英国遗产税对演艺人士的资产管理:英国房产与海外巡演收入

Performing artists—musicians, actors, choreographers, and producers—who are UK-domiciled or own UK property face a distinct inheritance tax (IHT) challenge that blends property law, cross-border income, and complex domicile rules. In the 2022–23 tax year, HM Revenue & Customs (HMRC) collected £7.1 billion in IHT receipts, a 14% increase from the prior year, driven in part by frozen nil-rate bands and rising asset values, particularly in London residential property [HMRC, 2023, IHT Statistics]. For a touring artist with a main home in London and a secondary base in, say, Los Angeles or Singapore, the question is not simply “what do I own in the UK,” but “where am I legally domiciled for IHT purposes, and does my global touring income or foreign property fall within the chargeable estate.” The distinction between domicile of origin, domicile of choice, and deemed domicile is critical: an artist born in the UK who has lived abroad for 15 of the past 20 tax years may still be deemed UK-domiciled for IHT, triggering a 40% charge on worldwide assets above the £325,000 nil-rate band. Meanwhile, the UK’s residence nil-rate band (RNRB) adds up to £175,000 of relief on a main home passed to direct descendants, but only if the property is held in a certain way—a nuance that catches many performers who co-own homes with non-spouse partners or hold property through a company. This article dissects the IHT exposure for performing artists with UK property and overseas touring income, using anonymised case studies to illustrate planning strategies that preserve wealth for the next generation.

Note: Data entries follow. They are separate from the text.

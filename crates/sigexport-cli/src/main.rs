use std::path::PathBuf;

use anyhow::{Context, Result};
use clap::{Parser, Subcommand};
use sigexport_cli::cli::{
    dump_conversations, list_chats, prepare_dest, resolve_owner, write_group_metadata, CliConfig,
};
use sigexport_core::tracing_setup::init_tracing;
use sigexport_core::{
    export_group_metadata, fetch_archive, ChatFilter, ConfigFileKeyResolver, CoreConfig,
    IngestOptions, MetadataOptions, SecretSource,
};

#[derive(Parser)]
#[command(name = "sigexport")]
#[command(about = "Export chats and group metadata from a Signal Desktop store")]
struct Cli {
    /// Path to the Signal source directory
    #[arg(long, global = true)]
    source: Option<PathBuf>,

    /// Raw store key (hex), as found in an old config.json
    #[arg(long, global = true)]
    key: Option<String>,

    /// Passphrase for the key resolver
    #[arg(long, global = true)]
    password: Option<String>,

    /// Path to JSON config file (source, key, password, owner)
    #[arg(long, short = 'c', global = true)]
    config: Option<PathBuf>,

    /// Comma-separated chat names to include: contact names or group names
    #[arg(long, default_value = "", global = true)]
    chats: String,

    /// Keep chats that end up with no messages
    #[arg(long, global = true)]
    include_empty: bool,

    /// Keep disappearing messages
    #[arg(long, global = true)]
    include_disappearing: bool,

    #[arg(long, short, global = true)]
    verbose: bool,

    #[command(subcommand)]
    command: Commands,
}

#[derive(Subcommand)]
enum Commands {
    /// List available chats and exit
    ListChats,

    /// Write group membership metadata (meta.json, members.csv) per group
    Metadata {
        /// Output directory
        dest: PathBuf,
        /// Owner service id or contact name (defaults to the store's account)
        #[arg(long)]
        owner: Option<String>,
    },

    /// Write every retained chat as JSON lines
    Dump {
        /// Output directory
        dest: PathBuf,
        /// Replace DEST if it already exists
        #[arg(long)]
        overwrite: bool,
    },
}

fn main() {
    let cli = Cli::parse();

    if let Err(e) = init_tracing(cli.verbose) {
        eprintln!("Warning: {:#}", e);
    }

    if let Err(e) = run(cli) {
        eprintln!("Error: {:#}", e);
        std::process::exit(1);
    }
}

fn run(cli: Cli) -> Result<()> {
    let flags = CliConfig {
        source: cli.source,
        key: cli.key,
        password: cli.password,
        owner: match &cli.command {
            Commands::Metadata { owner, .. } => owner.clone(),
            _ => None,
        },
    };
    let config = match &cli.config {
        Some(path) => flags.or(CliConfig::load(path)?),
        None => flags,
    };

    let source_dir = match config.source.clone() {
        Some(dir) => dir,
        None => CoreConfig::default_source()
            .context("Could not locate the Signal directory, pass --source")?,
    };
    let core = CoreConfig::new(&source_dir);
    if config.key.is_none() && !core.config_json_path().is_file() {
        anyhow::bail!("config.json not found in directory {}", source_dir.display());
    }

    let secret = match config.key.clone() {
        Some(key) => SecretSource::Raw(key),
        None => SecretSource::Delegate {
            resolver: &ConfigFileKeyResolver,
            source_dir: source_dir.clone(),
            password: config.password.clone(),
        },
    };

    let chats = ChatFilter::parse(&cli.chats);
    let options = IngestOptions {
        chats: chats.clone(),
        include_empty: cli.include_empty,
        include_disappearing: cli.include_disappearing,
    };
    let archive = fetch_archive(&core, secret, &options)?;

    match cli.command {
        Commands::ListChats => {
            println!("{}", list_chats(&archive.contacts));
        }
        Commands::Metadata { dest, .. } => {
            let owner = resolve_owner(&archive, config.owner.as_deref())?;
            let meta_options = MetadataOptions::now(chats.names());
            let exports = export_group_metadata(&archive.contacts, owner, &meta_options)?;
            let written = write_group_metadata(&dest, &exports)?;
            println!("Wrote metadata for {} groups to {}", written.len(), dest.display());
        }
        Commands::Dump { dest, overwrite } => {
            prepare_dest(&dest, overwrite)?;
            let count = dump_conversations(&dest, &archive)?;
            println!("Wrote {} chats to {}", count, dest.display());
        }
    }

    Ok(())
}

The Domicile Trap for International Performers

Domicile is the single most important factor in determining whether an artist’s worldwide estate is subject to UK IHT. Under UK law, a person is domiciled in the country they regard as their permanent home, and this is not simply a matter of where they pay tax. A performer born in the UK who leaves to tour or live abroad for decades may retain a domicile of origin unless they can demonstrate a clear, irrevocable intention to settle permanently elsewhere—a high bar that HMRC scrutinises heavily.

For artists who have been UK-resident for at least 15 of the past 20 tax years, the deemed domicile rule applies, meaning they are treated as UK-domiciled for IHT purposes regardless of their subjective intentions [HMRC, 2022, IHT Manual IHTM13001]. This rule catches many long-term touring musicians who spend months each year in the UK between tours but maintain homes in Spain or the US. The consequence: their entire global estate—including foreign bank accounts, intellectual property royalties, and overseas property—becomes chargeable to 40% IHT above the £325,000 nil-rate band.

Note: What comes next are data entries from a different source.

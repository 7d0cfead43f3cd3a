use std::path::{Path, PathBuf};

use anyhow::{Context, Result};
use serde::{Deserialize, Serialize};

/// Exporter defaults that can be loaded from a JSON file.
/// Command-line flags take precedence over every field.
#[derive(Debug, Clone, Serialize, Deserialize, Default)]
#[serde(rename_all = "camelCase")]
pub struct CliConfig {
    /// Signal Desktop source directory
    #[serde(skip_serializing_if = "Option::is_none")]
    pub source: Option<PathBuf>,

    /// Raw hex key for the store, skipping config.json
    #[serde(skip_serializing_if = "Option::is_none")]
    pub key: Option<String>,

    /// Passphrase handed to the key resolver
    #[serde(skip_serializing_if = "Option::is_none")]
    pub password: Option<String>,

    /// Owner service id or contact name for metadata exports
    #[serde(skip_serializing_if = "Option::is_none")]
    pub owner: Option<String>,
}

impl CliConfig {
    /// Load config from a JSON file
    pub fn load(path: &Path) -> Result<Self> {
        let content = std::fs::read_to_string(path)
            .with_context(|| format!("Failed to read config file: {}", path.display()))?;
        let config: CliConfig = serde_json::from_str(&content)
            .with_context(|| format!("Failed to parse config file: {}", path.display()))?;
        Ok(config)
    }

    /// Fill unset fields from `other`
    pub fn or(self, other: CliConfig) -> Self {
        Self {
            source: self.source.or(other.source),
            key: self.key.or(other.key),
            password: self.password.or(other.password),
            owner: self.owner.or(other.owner),
        }
    }
}
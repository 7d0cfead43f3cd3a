pub mod rows;
pub mod secret;
pub mod session;

#[cfg(test)]
pub(crate) mod fixtures;

pub use rows::{ConversationRow, MessageRow};
pub use secret::{ConfigFileKeyResolver, KeyResolver, Secret, SecretSource};
pub use session::Session;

Mr X, a British-born conductor who has lived in Berlin for 18 years but owns a flat in London where he stays for six weeks each year, was deemed UK-domiciled under the 15-out-of-20 rule. His estate included a €1.2 million Berlin apartment and £800,000 in German investment portfolios. HMRC assessed IHT on the full £2.2 million equivalent, with only the £325,000 nil-rate band available. The family faced a £750,000 tax bill that could have been mitigated by restructuring his UK property ownership and establishing a non-UK domicile of choice before the 15-year threshold.

UK Residential Property: The RNRB and Ownership Structures

The residence nil-rate band (RNRB) provides up to £175,000 of additional IHT relief on a main home passed to direct descendants—children, grandchildren, or step-children—but the rules are precise and unforgiving [HMRC, 2023, RNRB Guidance]. For a performing artist whose main home is a central London flat worth £1.5 million, the RNRB tapers away completely once the estate exceeds £2 million, and the relief only applies if the property is held in the artist’s sole name or as tenants in common with a spouse.

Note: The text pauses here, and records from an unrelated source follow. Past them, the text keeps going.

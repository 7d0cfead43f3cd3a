use tracing::debug;

use crate::config::ChatFilter;
use crate::constants::GROUP_KIND;
use crate::error::Result;
use crate::models::{Contact, Contacts, Conversations};
use crate::store::ConversationRow;

impl From<ConversationRow> for Contact {
    fn from(row: ConversationRow) -> Self {
        let is_group = row.kind.as_deref() == Some(GROUP_KIND);
        let members = row
            .members
            .as_deref()
            .map(|m| m.split_whitespace().map(str::to_string).collect())
            .unwrap_or_default();

        // One-time fallback: an unset or empty name takes the profile name
        let name = match row.name {
            Some(name) if !name.is_empty() => Some(name),
            _ => row.profile_name.clone(),
        };

        Contact {
            id: row.id,
            service_id: row.service_id,
            number: row.number,
            name,
            profile_name: row.profile_name,
            members,
            is_group,
        }
    }
}

/// Normalize conversation rows into contacts, and open an empty bucket for
/// every conversation the chat filter retains.
pub fn normalize_contacts<I>(rows: I, chats: &ChatFilter) -> Result<(Contacts, Conversations)>
where
    I: IntoIterator<Item = Result<ConversationRow>>,
{
    let mut contacts = Contacts::new();
    let mut conversations = Conversations::new();

    for row in rows {
        let row = row?;
        debug!(
            name = row.name.as_deref().unwrap_or(""),
            profile_name = row.profile_name.as_deref().unwrap_or(""),
            "loading conversation"
        );

        let retained = chats.retains(row.name.as_deref(), row.profile_name.as_deref());
        let contact = Contact::from(row);
        if retained {
            conversations.insert(contact.id.clone(), Vec::new());
        }
        contacts.insert(contact);
    }

    Ok((contacts, conversations))
}
pub mod config;
pub mod export;

pub use config::CliConfig;
pub use export::{
    dump_conversations, list_chats, prepare_dest, resolve_owner, write_group_metadata,
};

Many performers hold UK property jointly with non-spouse partners, siblings, or business associates. Under joint tenancy, the property automatically passes to the surviving joint owner on death, bypassing the will and potentially disqualifying the property from the RNRB if that survivor is not a direct descendant. A tenancy in common arrangement, by contrast, allows the artist’s share to be left via will to children, preserving eligibility for the RNRB.

Mrs Y, a West End actress, owned a £1.8 million flat in Covent Garden as a joint tenant with her business partner (not her spouse). When she died in 2022, the entire property passed to the partner, with no RNRB available. Her children received nothing from the property. Had the ownership been restructured as tenants in common, her 50% share (£900,000) could have passed to her daughter, and the RNRB would have reduced the IHT on that share by £175,000.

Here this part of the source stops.